*Work request*:
Would you restate the entries below word for word, starting at the first line and ending with the one that has "is not sanitized."?

*Stored records*:
>>>

//! SQL Tokens - the atomic units of SQL output.
//!
//! Tokens are dialect-agnostic representations that serialize
//! to dialect-specific strings.

use chrono::{NaiveDate, NaiveDateTime};
use rust_decimal::Decimal;
use uuid::Uuid;

use super::dialect::{Dialect, SqlDialect};

/// SQL Token - every possible element in a rendered statement.
///
/// Adding a new variant here will cause compile errors everywhere
/// it needs to be handled (exhaustive matching).
#[derive(Debug, Clone, PartialEq)]
pub enum Token {
    // === Keywords ===
    Select,
    From,
    Where,
    And,
    Or,
    Not,
    As,
    On,
    Join,
    Inner,
    Left,
    Right,
    Full,
    Outer,
    Cross,
    GroupBy,
    Having,
    OrderBy,
    Asc,
    Desc,
    Limit,
    Offset,
    Fetch,
    Next,
    First,
    Rows,
    Only,
    Top,
    Case,
    When,
    Then,
    Else,
    End,
    In,
    Between,
    Like,
    IsNull,
    IsNotNull,
    Exists,
    Distinct,
    All,
    Union,
    Over,
    With,
    Cube,
    Rollup,

    // === DML Keywords ===
    Insert,
    Into,
    Values,
    Update,
    Set,
    Delete,
    Dual,

    // === Punctuation ===
    Comma,
    Dot,
    Star,
    LParen,
    RParen,

    // === Operators ===
    Eq,
    Ne,
    Lt,
    Gt,
    Lte,
    Gte,
    Plus,
    Minus,
    Mul,
    Div,
    BitAnd,

    // === Whitespace ===
    Space,

    // === Dynamic Content ===
    /// Simple identifier (table, column, alias)
    Ident(String),
    /// Qualified identifier: namespace.table or just table
    QualifiedIdent {
        schema: Option<String>,
        name: String,
    },
    LitInt(i64),
    /// Float literal. Callers only build these from finite values.
    LitFloat(f64),
    LitDecimal(Decimal),
    LitString(String),
    LitBool(bool),
    LitDate(NaiveDate),
    LitDateTime(NaiveDateTime),
    LitBinary(Vec<u8>),
    LitGuid(Uuid),
    LitNull,
    /// Named parameter, prefixed per dialect unless already prefixed.
    Param(String),

    /// Function name, uppercased and otherwise emitted as written.
    FunctionName(String),

    // === Escape Hatch ===
    /// Raw SQL passed directly to output without escaping.
    ///
    /// # Security Warning
    ///
    /// **Never pass user input to this variant.** Raw SQL is not sanitized.
    /// For user-provided values, use `Token::LitString`, `Token::LitInt`, etc.
    Raw(String),
}

impl Token {
    /// Serialize this token to a string for the given dialect.
    pub fn serialize(&self, dialect: Dialect) -> String {
        match self {
            // Keywords
            Token::Select => "SELECT".into(),
            Token::From => "FROM".into(),
            Token::Where => "WHERE".into(),
            Token::And => "AND".into(),
            Token::Or => "OR".into(),
            Token::Not => "NOT".into(),
            Token::As => "AS".into(),
            Token::On => "ON".into(),
            Token::Join => "JOIN".into(),
            Token::Inner => "INNER".into(),
            Token::Left => "LEFT".into(),
            Token::Right => "RIGHT".into(),
            Token::Full => "FULL".into(),
            Token::Outer => "OUTER".into(),
            Token::Cross => "CROSS".into(),
            Token::GroupBy => "GROUP BY".into(),
            Token::Having => "HAVING".into(),
            Token::OrderBy => "ORDER BY".into(),
            Token::Asc => "ASC".into(),
            Token::Desc => "DESC".into(),
            Token::Limit => "LIMIT".into(),
            Token::Offset => "OFFSET".into(),
            Token::Fetch => "FETCH".into(),
            Token::Next => "NEXT".into(),
            Token::First => "FIRST".into(),
            Token::Rows => "ROWS".into(),
            Token::Only => "ONLY".into(),
            Token::Top => "TOP".into(),
            Token::Case => "CASE".into(),
            Token::When => "WHEN".into(),
            Token::Then => "THEN".into(),
            Token::Else => "ELSE".into(),
            Token::End => "END".into(),
            Token::In => "IN".into(),
            Token::Between => "BETWEEN".into(),
            Token::Like => "LIKE".into(),
            Token::IsNull => "IS NULL".into(),
            Token::IsNotNull => "IS NOT NULL".into(),
            Token::Exists => "EXISTS".into(),
            Token::Distinct => "DISTINCT".into(),
            Token::All => "ALL".into(),
            Token::Union => "UNION".into(),
            Token::Over => "OVER".into(),
            Token::With => "WITH".into(),
            Token::Cube => "CUBE".into(),
            Token::Rollup => "ROLLUP".into(),

            // DML keywords
            Token::Insert => "INSERT".into(),
            Token::Into => "INTO".into(),
            Token::Values => "VALUES".into(),
            Token::Update => "UPDATE".into(),
            Token::Set => "SET".into(),
            Token::Delete => "DELETE".into(),
            Token::Dual => "DUAL".into(),

            // Punctuation
            Token::Comma => ",".into(),
            Token::Dot => ".".into(),
            Token::Star => "*".into(),
            Token::LParen => "(".into(),
            Token::RParen => ")".into(),

            // Operators
            Token::Eq => "=".into(),
            Token::Ne => "<>".into(),
            Token::Lt => "<".into(),
            Token::Gt => ">".into(),
            Token::Lte => "<=".into(),
            Token::Gte => ">=".into(),
            Token::Plus => "+".into(),
            Token::Minus => "-".into(),
            Token::Mul => "*".into(),
            Token::Div => "/".into(),
            Token::BitAnd => "&".into(),

            Token::Space => " ".into(),

            // Dynamic - dialect-specific formatting
            Token::Ident(name) => dialect.quote_identifier(name),
            Token::QualifiedIdent { schema, name } => match schema {
                Some(s) => format!(
                    "{}.{}",
                    dialect.quote_identifier(s),
                    dialect.quote_identifier(name)
                ),
                None => dialect.quote_identifier(name),
            },
            Token::LitInt(n) => n.to_string(),
            Token::LitFloat(f) => {
                // ryu is locale independent and round-trips exactly
                let mut buffer = ryu::Buffer::new();
                buffer.format(*f).to_string()
            }
            Token::LitDecimal(d) => d.to_string(),
            Token::LitString(s) => dialect.quote_string(s),
            Token::LitBool(b) => dialect.format_bool(*b).into(),
            Token::LitDate(d) => dialect.format_date(*d),
            Token::LitDateTime(dt) => dialect.format_datetime(*dt),
            Token::LitBinary(bytes) => dialect.format_binary(bytes),
            Token::LitGuid(g) => dialect.format_guid(g),
            Token::LitNull => "NULL".into(),
            Token::Param(name) => dialect.format_parameter(name),

            Token::FunctionName(name) => name.to_uppercase(),

            Token::Raw(s) => s.clone(),
        }
    }
}

/// A stream of tokens that can be serialized to SQL.
#[derive(Debug, Clone, Default, PartialEq)]
pub struct TokenStream {
    tokens: Vec<Token>,
}

impl TokenStream {
    /// Create an empty token stream.
    pub fn new() -> Self {
        Self { tokens: vec![] }
    }

    /// Push a single token.
    pub fn push(&mut self, token: Token) -> &mut Self {
        self.tokens.push(token);
        self
    }

    /// Extend with multiple tokens.
    pub fn extend(&mut self, tokens: impl IntoIterator<Item = Token>) -> &mut Self {
        self.tokens.extend(tokens);
        self
    }

    /// Append another token stream.
    pub fn append(&mut self, other: &TokenStream) -> &mut Self {
        self.tokens.extend(other.tokens.iter().cloned());
        self
    }

    /// Append streams separated by `, `.
    pub fn append_list<'a>(&mut self, items: impl IntoIterator<Item = &'a TokenStream>) -> &mut Self {
        for (i, item) in items.into_iter().enumerate() {
            if i > 0 {
                self.comma().space();
            }
            self.append(item);
        }
        self
    }

    pub fn is_empty(&self) -> bool {
        self.tokens.is_empty()
    }

    pub fn tokens(&self) -> &[Token] {
        &self.tokens
    }

    /// Serialize all tokens to a SQL string.
    pub fn serialize(&self, dialect: Dialect) -> String {
        self.tokens.iter().map(|t| t.serialize(dialect)).collect()
    }

    // Convenience methods for common tokens
    pub fn space(&mut self) -> &mut Self {
        self.push(Token::Space)
    }
    pub fn comma(&mut self) -> &mut Self {
        self.push(Token::Comma)
    }
    pub fn lparen(&mut self) -> &mut Self {
        self.push(Token::LParen)
    }
    pub fn rparen(&mut self) -> &mut Self {
        self.push(Token::RParen)
    }
}

impl From<Token> for TokenStream {
    fn from(token: Token) -> Self {
        Self {
            tokens: vec![token],
        }
    }
}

<<<

*Solution to this problem*:
//! SQL Tokens - the atomic units of SQL output.
//!
//! Tokens are dialect-agnostic representations that serialize
//! to dialect-specific strings.

use chrono::{NaiveDate, NaiveDateTime};
use rust_decimal::Decimal;
use uuid::Uuid;

use super::dialect::{Dialect, SqlDialect};

/// SQL Token - every possible element in a rendered statement.
///
/// Adding a new variant here will cause compile errors everywhere
/// it needs to be handled (exhaustive matching).
#[derive(Debug, Clone, PartialEq)]
pub enum Token {
    // === Keywords ===
    Select,
    From,
    Where,
    And,
    Or,
    Not,
    As,
    On,
    Join,
    Inner,
    Left,
    Right,
    Full,
    Outer,
    Cross,
    GroupBy,
    Having,
    OrderBy,
    Asc,
    Desc,
    Limit,
    Offset,
    Fetch,
    Next,
    First,
    Rows,
    Only,
    Top,
    Case,
    When,
    Then,
    Else,
    End,
    In,
    Between,
    Like,
    IsNull,
    IsNotNull,
    Exists,
    Distinct,
    All,
    Union,
    Over,
    With,
    Cube,
    Rollup,

    // === DML Keywords ===
    Insert,
    Into,
    Values,
    Update,
    Set,
    Delete,
    Dual,

    // === Punctuation ===
    Comma,
    Dot,
    Star,
    LParen,
    RParen,

    // === Operators ===
    Eq,
    Ne,
    Lt,
    Gt,
    Lte,
    Gte,
    Plus,
    Minus,
    Mul,
    Div,
    BitAnd,

    // === Whitespace ===
    Space,

    // === Dynamic Content ===
    /// Simple identifier (table, column, alias)
    Ident(String),
    /// Qualified identifier: namespace.table or just table
    QualifiedIdent {
        schema: Option<String>,
        name: String,
    },
    LitInt(i64),
    /// Float literal. Callers only build these from finite values.
    LitFloat(f64),
    LitDecimal(Decimal),
    LitString(String),
    LitBool(bool),
    LitDate(NaiveDate),
    LitDateTime(NaiveDateTime),
    LitBinary(Vec<u8>),
    LitGuid(Uuid),
    LitNull,
    /// Named parameter, prefixed per dialect unless already prefixed.
    Param(String),

    /// Function name, uppercased and otherwise emitted as written.
    FunctionName(String),

    // === Escape Hatch ===
    /// Raw SQL passed directly to output without escaping.
    ///
    /// # Security Warning
    ///
    /// **Never pass user input to this variant.** Raw SQL is not sanitized.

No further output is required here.